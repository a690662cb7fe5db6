//! Result and statistics types for sync operations.

use serde::Serialize;

use crate::model::{
    EntityKind, Expense, ItineraryItem, PackingItem, Place, Record, Traveler, Trip,
};
use crate::storage::PendingDeletion;

/// Per-kind counters.
#[derive(Debug, Default, Clone, Copy, PartialEq, Eq, Serialize)]
pub struct KindCounts {
    pub trips: usize,
    pub places: usize,
    pub itinerary: usize,
    pub packing: usize,
    pub travelers: usize,
    pub expenses: usize,
}

impl KindCounts {
    pub fn bump(&mut self, kind: EntityKind) {
        *self.slot(kind) += 1;
    }

    pub fn set(&mut self, kind: EntityKind, value: usize) {
        *self.slot(kind) = value;
    }

    #[must_use]
    pub const fn get(&self, kind: EntityKind) -> usize {
        match kind {
            EntityKind::Trip => self.trips,
            EntityKind::Place => self.places,
            EntityKind::Itinerary => self.itinerary,
            EntityKind::Packing => self.packing,
            EntityKind::Traveler => self.travelers,
            EntityKind::Expense => self.expenses,
        }
    }

    fn slot(&mut self, kind: EntityKind) -> &mut usize {
        match kind {
            EntityKind::Trip => &mut self.trips,
            EntityKind::Place => &mut self.places,
            EntityKind::Itinerary => &mut self.itinerary,
            EntityKind::Packing => &mut self.packing,
            EntityKind::Traveler => &mut self.travelers,
            EntityKind::Expense => &mut self.expenses,
        }
    }

    #[must_use]
    pub fn total(&self) -> usize {
        EntityKind::ALL.iter().map(|k| self.get(*k)).sum()
    }
}

/// What happened to the remote side of a delete.
#[derive(Debug, Clone, Copy, PartialEq, Eq, Serialize)]
#[serde(rename_all = "snake_case")]
pub enum RemoteDelete {
    /// The remote row is gone.
    Deleted,
    /// The remote delete failed or could not be attempted; it is queued
    /// and retried by the next flush.
    Queued,
    /// The record never had a remote key.
    NotApplicable,
}

/// Outcome of a repository delete.
///
/// A delete is reported as successful as long as one side went through.
#[derive(Debug, Clone, Copy, PartialEq, Eq, Serialize)]
pub struct DeleteOutcome {
    pub remote: RemoteDelete,
    /// Whether a cached row was removed.
    pub local: bool,
}

impl DeleteOutcome {
    /// True when the two stores disagree after this delete.
    #[must_use]
    pub fn diverged(&self) -> bool {
        self.remote == RemoteDelete::Queued || (self.remote == RemoteDelete::Deleted && !self.local)
    }
}

/// Statistics for a pending-write flush.
#[derive(Debug, Default, Clone, Serialize)]
pub struct FlushStats {
    /// Records newly inserted remotely and promoted.
    pub promoted: KindCounts,
    /// Records with a remote key whose local edits were pushed.
    pub updated: KindCounts,
    /// Records left unsynced (unresolved references or transport failure).
    pub deferred: KindCounts,
    /// Records the remote store rejected.
    pub failed: KindCounts,
    pub deletes_applied: usize,
    pub deletes_remaining: usize,
}

impl FlushStats {
    #[must_use]
    pub fn pushed(&self) -> usize {
        self.promoted.total() + self.updated.total()
    }

    #[must_use]
    pub fn is_clean(&self) -> bool {
        self.deferred.total() == 0 && self.failed.total() == 0 && self.deletes_remaining == 0
    }
}

/// Statistics for one full trip reconciliation.
#[derive(Debug, Default, Clone, Serialize)]
pub struct ReconcileStats {
    pub trip_id: String,
    /// Children fetched and cached per kind.
    pub fetched: KindCounts,
    /// Cached rows removed before the snapshot was written.
    pub removed: usize,
    /// Removed rows that had never reached the remote store.
    pub discarded_unsynced: usize,
    /// Fetched rows skipped because a delete for them is queued.
    pub skipped_pending_deletes: usize,
}

/// Statistics for an import.
#[derive(Debug, Default, Clone, Serialize)]
pub struct ImportStats {
    pub created: KindCounts,
    /// References whose target was not in the imported graph.
    pub dangling_dropped: usize,
    /// Records pushed to the remote store after import.
    pub pushed: usize,
    /// Records left local-only after import.
    pub unsynced: usize,
}

/// Statistics for an export.
#[derive(Debug, Default, Clone, Serialize)]
pub struct ExportStats {
    pub exported: KindCounts,
    pub checksum: String,
}

/// Cached children of one trip.
#[derive(Debug, Default, Clone, Serialize)]
pub struct TripContents {
    pub places: Vec<Record<Place>>,
    pub travelers: Vec<Record<Traveler>>,
    pub itinerary: Vec<Record<ItineraryItem>>,
    pub packing: Vec<Record<PackingItem>>,
    pub expenses: Vec<Record<Expense>>,
}

/// How the reconcile step of a trip open went.
#[derive(Debug, Clone, Serialize)]
#[serde(tag = "status", rename_all = "snake_case")]
pub enum ReconcileState {
    Reconciled(ReconcileStats),
    /// Offline, or the trip has never been pushed.
    Skipped,
    /// The snapshot could not be fetched; cached children were kept.
    Failed { message: String },
}

/// A trip that passed the access check, with its children.
#[derive(Debug, Clone, Serialize)]
pub struct OpenedTrip {
    pub trip: Record<Trip>,
    /// Whether sharing data was confirmed against the remote store.
    pub fresh: bool,
    pub reconcile: ReconcileState,
    pub contents: TripContents,
}

/// Local cache sync status.
#[derive(Debug, Clone, Serialize)]
pub struct SyncStatus {
    pub totals: KindCounts,
    pub unsynced: KindCounts,
    pub pending_deletions: Vec<PendingDeletion>,
    pub online: bool,
}

impl SyncStatus {
    #[must_use]
    pub fn has_pending(&self) -> bool {
        self.unsynced.total() > 0 || !self.pending_deletions.is_empty()
    }
}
+---+
About this exercise: Report every line in the data that holds "serde", copying each one.

Solution for this task:
use serde::Serialize;
#[serde(rename_all = "snake_case")]
#[serde(tag = "status", rename_all = "snake_case")]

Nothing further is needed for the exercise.